The high anodic stability of electrolytes for rechargeable magnesium batteries enables the use of new positive electrodes, which can contribute to an increase in energy density. In this study, novel Ph(3)COMgCl-, Ph(3)SiOMgCl-, and B(OMgCl)(3)-based electrolytes were prepared with AlCl(3) in triglyme. The Ph(3)COMgCl-based electrolyte showed anodic stability over 3.0 V vs. Mg but was chemically unstable, whereas the Ph(3)SiOMgCl-based electrolyte was chemically stable but featured lower anodic stability than the Ph(3)COMgCl-based electrolyte. Advantageously, the B(OMgCl)(3)-based electrolyte showed both anodic stability over 3.0 V vs. Mg (possibly due to the Lewis acidic nature of B in B(OMgCl)(3)) and chemical stability (possibly due to the hard acid character of B(OMgCl)(3)).
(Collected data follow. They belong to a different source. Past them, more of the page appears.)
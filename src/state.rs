//! Shared application state for all routes. Everything here is read-only after startup.

use crate::config::Entity;
use crate::mapper::Mapper;
use crate::schema::EntitySchemas;
use serde_json::Value;
use std::sync::Arc;

#[derive(Clone)]
pub struct AppState {
    pub mapper: Arc<dyn Mapper>,
    /// OpenAPI document, built once.
    pub document: Arc<Value>,
}

/// The entity a generated route serves, attached to each route as a request extension.
#[derive(Clone)]
pub struct BoundEntity {
    pub entity: Arc<Entity>,
    pub schemas: Arc<EntitySchemas>,
    /// e.g. "/api/pages"; `Location` headers are built from it.
    pub collection_path: String,
}
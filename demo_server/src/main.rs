//! Demo server: serves the generated REST API and its OpenAPI document.
//!
//! Run from repo root: `cargo run -p demo-server`
//!
//! With `METADATA_FILE` set, entities come from that JSON file and rows live in memory.
//! Otherwise the tables of `DATABASE_SCHEMA` (default `public`) in `DATABASE_URL` are exposed.

use sql_openapi::{build, load_metadata_file, ApiConfig, Mapper, MemoryMapper, PgMapper};
use std::sync::Arc;
use tokio::net::TcpListener;

#[tokio::main]
async fn main() -> Result<(), Box<dyn std::error::Error>> {
    dotenvy::dotenv().ok();
    tracing_subscriber::fmt()
        .with_env_filter(
            tracing_subscriber::EnvFilter::try_from_default_env()
                .unwrap_or_else(|_| tracing_subscriber::EnvFilter::new("sql_openapi=info,demo_server=info")),
        )
        .init();

    let config = ApiConfig::from_env()?;
    let mapper: Arc<dyn Mapper> = match std::env::var("METADATA_FILE") {
        Ok(path) => {
            let metadata = load_metadata_file(&path).await?;
            tracing::info!(path = %path, entities = metadata.len(), "using in-memory store");
            Arc::new(MemoryMapper::new(metadata))
        }
        Err(_) => {
            let database_url =
                std::env::var("DATABASE_URL").unwrap_or_else(|_| "postgres://localhost/postgres".into());
            let schema = std::env::var("DATABASE_SCHEMA").unwrap_or_else(|_| "public".into());
            let pool = sqlx::postgres::PgPoolOptions::new()
                .max_connections(5)
                .connect(&database_url)
                .await?;
            Arc::new(PgMapper::connect(pool, &schema).await?)
        }
    };

    let app = build(mapper, config).await?;
    let bind_addr = std::env::var("BIND_ADDR").unwrap_or_else(|_| "127.0.0.1:3000".into());
    let listener = TcpListener::bind(&bind_addr).await?;
    tracing::info!("listening on http://{}", listener.local_addr()?);
    axum::serve(listener, app).await?;
    Ok(())
}
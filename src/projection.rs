//! Field projection: the `fields` query parameter, normalized into one validated set.
//!
//! `fields=a&fields=b`, `fields=a,b` and any mix of the two are equivalent. Names are external
//! (camelCase). Output objects always follow the entity's declared field order.

use crate::config::Entity;
use crate::error::AppError;
use crate::mapper::Row;
use serde_json::{Map, Value};

pub const FIELDS_PARAM: &str = "fields";

/// Validated projection. Holds internal field names in declared order.
#[derive(Clone, Debug, PartialEq, Eq)]
pub struct FieldSet {
    fields: Vec<String>,
}

impl FieldSet {
    pub fn contains(&self, field: &str) -> bool {
        self.fields.iter().any(|f| f == field)
    }

    pub fn iter(&self) -> impl Iterator<Item = &str> {
        self.fields.iter().map(String::as_str)
    }

    pub fn len(&self) -> usize {
        self.fields.len()
    }

    pub fn is_empty(&self) -> bool {
        self.fields.is_empty()
    }
}

/// Every raw `fields` value from a query string, in order of appearance.
pub fn raw_fields(query: &[(String, String)]) -> Vec<&str> {
    query
        .iter()
        .filter(|(k, _)| k == FIELDS_PARAM)
        .map(|(_, v)| v.as_str())
        .collect()
}

/// Resolve raw `fields` values against the entity. `None` means no projection was requested.
pub fn resolve(entity: &Entity, raw: &[&str]) -> Result<Option<FieldSet>, AppError> {
    let mut requested = Vec::new();
    for name in raw.iter().flat_map(|v| v.split(',')).map(str::trim).filter(|n| !n.is_empty()) {
        let field = entity.field_by_api_name(name).ok_or_else(|| {
            AppError::BadRequest(format!("querystring/{} has unknown property '{}'", FIELDS_PARAM, name))
        })?;
        requested.push(field.name.as_str());
    }
    if requested.is_empty() {
        return Ok(None);
    }
    let fields = entity
        .fields
        .iter()
        .filter(|f| requested.contains(&f.name.as_str()))
        .map(|f| f.name.clone())
        .collect();
    Ok(Some(FieldSet { fields }))
}

/// Shape a mapper row into a response object: external names, declared order, projected.
/// A projected field the row does not carry is rendered as null so the key set always
/// equals the projection.
pub fn shape(entity: &Entity, row: &Row, fields: Option<&FieldSet>) -> Value {
    let mut out = Map::new();
    for field in &entity.fields {
        if fields.map_or(true, |set| set.contains(&field.name)) {
            let value = row.get(&field.name).cloned().unwrap_or(Value::Null);
            out.insert(field.api_name.clone(), value);
        }
    }
    Value::Object(out)
}
use axum::body::Body;
use axum::http::{Request, StatusCode};
use axum::Router;
use http_body_util::BodyExt;
use serde_json::{json, Value};
use sql_openapi::config::{resolve, EntityMetadata, FieldMetadata, FieldType};
use sql_openapi::{build, describe, generate, ApiConfig, MemoryMapper, OpenApiInfo};
use std::collections::BTreeSet;
use std::sync::Arc;
use tower::ServiceExt;

fn metadata() -> Vec<EntityMetadata> {
    vec![
        EntityMetadata::new("categories", "id")
            .with_field(FieldMetadata::new("id", FieldType::Integer).with_default())
            .with_field(FieldMetadata::new("name", FieldType::String)),
        EntityMetadata::new("pages", "id")
            .with_field(FieldMetadata::new("id", FieldType::Integer).with_default())
            .with_field(FieldMetadata::new("title", FieldType::String))
            .with_field(FieldMetadata::new("body_text", FieldType::String).nullable())
            .with_field(FieldMetadata::new("published_at", FieldType::Timestamp).with_default())
            .with_field(FieldMetadata::new("category_id", FieldType::Integer).nullable())
            .with_relation("category_id", "categories"),
    ]
}

async fn fetch_document(router: Router, path: &str) -> (StatusCode, Value) {
    let request = Request::builder().uri(path).body(Body::empty()).unwrap();
    let response = router.oneshot(request).await.unwrap();
    let status = response.status();
    let bytes = response.into_body().collect().await.unwrap().to_bytes();
    (status, serde_json::from_slice(&bytes).unwrap())
}

async fn router(config: ApiConfig) -> Router {
    let mapper = MemoryMapper::new(metadata()).with_default("pages", "published_at", json!("2024-01-01T00:00:00Z"));
    build(Arc::new(mapper), config).await.unwrap()
}

#[tokio::test]
async fn served_at_documentation_path() {
    let (status, doc) = fetch_document(router(ApiConfig::default()).await, "/documentation/json").await;
    assert_eq!(status, StatusCode::OK);
    assert_eq!(doc["openapi"], "3.0.3");
    assert_eq!(
        doc["info"],
        json!({
            "title": "Entity REST API",
            "description": "Exposing a SQL database as REST",
            "version": "1.0.0"
        })
    );
}

#[tokio::test]
async fn custom_info_and_path() {
    let mut config = ApiConfig::default().with_info(OpenApiInfo {
        title: "Simple Title".into(),
        description: "Simple Description".into(),
        version: "42.42.42".into(),
    });
    config.documentation_path = "/docs.json".into();
    let (status, doc) = fetch_document(router(config).await, "/docs.json").await;
    assert_eq!(status, StatusCode::OK);
    assert_eq!(doc["info"]["title"], "Simple Title");
    assert_eq!(doc["info"]["description"], "Simple Description");
    assert_eq!(doc["info"]["version"], "42.42.42");
}

#[tokio::test]
async fn document_is_deterministic() {
    let (_, first) = fetch_document(router(ApiConfig::default()).await, "/documentation/json").await;
    let (_, second) = fetch_document(router(ApiConfig::default()).await, "/documentation/json").await;
    assert_eq!(serde_json::to_string(&first).unwrap(), serde_json::to_string(&second).unwrap());
}

#[test]
fn entity_schemas() {
    let config = ApiConfig::default();
    let model = resolve(&metadata(), &config).unwrap();
    let doc = generate(&model, &config).document;
    let schemas = &doc["components"]["schemas"];

    assert_eq!(
        schemas["Page"],
        json!({
            "type": "object",
            "properties": {
                "id": { "type": "integer" },
                "title": { "type": "string" },
                "bodyText": { "type": "string", "nullable": true },
                "publishedAt": { "type": "string", "format": "date-time" },
                "categoryId": { "type": "integer", "nullable": true }
            },
            "required": ["id", "title", "publishedAt"]
        })
    );
    assert_eq!(schemas["PageCreateInput"]["required"], json!(["title"]));
    assert!(schemas["PageCreateInput"]["properties"]["id"].is_null());
    assert_eq!(schemas["PageCreateInput"]["additionalProperties"], json!(false));
    assert!(schemas["PageUpdateInput"]["required"].is_null());
    assert!(schemas["Category"].is_object());
}

/// Every documented (method, path) is served, and every served route is documented.
#[tokio::test]
async fn documentation_matches_registered_routes() {
    let config = ApiConfig::default().with_prefix("api");
    let model = resolve(&metadata(), &config).unwrap();
    let routes = describe(&model, &config);
    let (_, doc) = fetch_document(router(config.clone()).await, "/documentation/json").await;

    let documented: BTreeSet<(String, String)> = doc["paths"]
        .as_object()
        .unwrap()
        .iter()
        .flat_map(|(path, item)| {
            item.as_object()
                .unwrap()
                .keys()
                .map(move |method| (method.to_uppercase(), path.clone()))
        })
        .collect();
    let described: BTreeSet<(String, String)> =
        routes.iter().map(|r| (r.method.to_string(), r.path.clone())).collect();
    assert_eq!(documented, described);
    assert!(documented.contains(&("GET".to_string(), "/api/pages/{id}".to_string())));

    let app = router(config).await;
    for route in &routes {
        let uri = route.path.replace("{id}", "1");
        let mut request = Request::builder().method(route.method.clone()).uri(&uri);
        let body = if route.input_schema.is_some() {
            request = request.header("content-type", "application/json");
            Body::from(r#"{"name":"n","title":"t"}"#)
        } else {
            Body::empty()
        };
        let response = app.clone().oneshot(request.body(body).unwrap()).await.unwrap();
        assert_eq!(response.status(), StatusCode::OK, "{} {} is documented but not served", route.method, uri);
    }
}
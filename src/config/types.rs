//! Raw entity metadata as reported by a mapper (or loaded from JSON).

use serde::{Deserialize, Serialize};

/// Semantic type of a field. Drives JSON Schema types, path/query coercion and SQL casts.
#[derive(Clone, Copy, Debug, PartialEq, Eq, Serialize, Deserialize)]
#[serde(rename_all = "lowercase")]
pub enum FieldType {
    String,
    Integer,
    Number,
    Boolean,
    Timestamp,
    /// Calendar date without time.
    Date,
    Uuid,
}

impl FieldType {
    /// JSON Schema `type` keyword for this field type.
    pub fn json_type(&self) -> &'static str {
        match self {
            FieldType::String | FieldType::Timestamp | FieldType::Date | FieldType::Uuid => "string",
            FieldType::Integer => "integer",
            FieldType::Number => "number",
            FieldType::Boolean => "boolean",
        }
    }

    /// JSON Schema `format` keyword, for string-encoded types that have one.
    pub fn format(&self) -> Option<&'static str> {
        match self {
            FieldType::Timestamp => Some("date-time"),
            FieldType::Date => Some("date"),
            FieldType::Uuid => Some("uuid"),
            _ => None,
        }
    }

    /// Map a SQL type name (e.g. `information_schema.columns.data_type`) to a semantic type.
    pub fn from_sql(sql_type: &str) -> FieldType {
        let lower = sql_type.to_lowercase();
        if matches!(
            lower.as_str(),
            "smallint" | "integer" | "int" | "bigint" | "int2" | "int4" | "int8"
        ) || lower.ends_with("serial")
        {
            FieldType::Integer
        } else if lower == "numeric"
            || lower == "decimal"
            || lower == "real"
            || lower.starts_with("double")
            || lower.starts_with("float")
        {
            FieldType::Number
        } else if lower.starts_with("bool") {
            FieldType::Boolean
        } else if lower.starts_with("timestamp") {
            FieldType::Timestamp
        } else if lower == "date" {
            FieldType::Date
        } else if lower == "uuid" {
            FieldType::Uuid
        } else {
            FieldType::String
        }
    }
}

#[derive(Clone, Debug, Serialize, Deserialize)]
pub struct FieldMetadata {
    pub name: String,
    #[serde(rename = "type")]
    pub type_: FieldType,
    #[serde(default = "default_true")]
    pub nullable: bool,
    #[serde(default)]
    pub has_default: bool,
}

fn default_true() -> bool {
    true
}

impl FieldMetadata {
    /// A non-nullable field without default.
    pub fn new(name: impl Into<String>, type_: FieldType) -> Self {
        FieldMetadata {
            name: name.into(),
            type_,
            nullable: false,
            has_default: false,
        }
    }

    pub fn nullable(mut self) -> Self {
        self.nullable = true;
        self
    }

    pub fn with_default(mut self) -> Self {
        self.has_default = true;
        self
    }
}

/// Foreign key: `field` on this entity references `referenced_field` (default: the referenced
/// entity's primary key) on `entity`.
#[derive(Clone, Debug, Serialize, Deserialize)]
pub struct RelationMetadata {
    pub field: String,
    pub entity: String,
    #[serde(default)]
    pub referenced_field: Option<String>,
}

#[derive(Clone, Debug, Serialize, Deserialize)]
pub struct EntityMetadata {
    pub name: String,
    /// Singular form used in operation ids and schema names; derived from `name` when absent.
    #[serde(default)]
    pub singular: Option<String>,
    pub primary_key: String,
    pub fields: Vec<FieldMetadata>,
    #[serde(default)]
    pub relations: Vec<RelationMetadata>,
}

impl EntityMetadata {
    pub fn new(name: impl Into<String>, primary_key: impl Into<String>) -> Self {
        EntityMetadata {
            name: name.into(),
            singular: None,
            primary_key: primary_key.into(),
            fields: Vec::new(),
            relations: Vec::new(),
        }
    }

    pub fn with_field(mut self, field: FieldMetadata) -> Self {
        self.fields.push(field);
        self
    }

    pub fn with_relation(mut self, field: impl Into<String>, entity: impl Into<String>) -> Self {
        self.relations.push(RelationMetadata {
            field: field.into(),
            entity: entity.into(),
            referenced_field: None,
        });
        self
    }

    pub fn with_singular(mut self, singular: impl Into<String>) -> Self {
        self.singular = Some(singular.into());
        self
    }
}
B(OMgCl)(3), which was prepared by reacting boric acid with a Grignard reagent, was characterized by nuclear magnetic resonance (NMR) spectroscopy, Fourier-transform infrared spectroscopy (FTIR), and X-ray absorption spectroscopy (XAS). The above analyses showed that B(OMgCl)(3) has a complex structure featuring coordinated tetrahydrofuran molecules. (27)Al NMR spectroscopy and Al K-edge XAS showed that when B(OMgCl)(3) was present in the electrolyte, AlCl(3) and AlCl(2)(+) species were converted to AlCl(4)(−). Mg K-edge XAS showed that the Mg species in B(OMgCl)(3)-based electrolytes are electrochemically positive. As a rechargeable magnesium battery, the full cell using the B(OMgCl)(3)-based electrolyte and a Mo(6)S(8) Chevrel phase cathode showed stable charge-discharge cycles. Thus, B(OMgCl)(3)-based electrolytes, the anodic stability of which can be increased to ~3 V by the use of appropriate battery materials, are well suited for the development of practical Mg battery cathodes.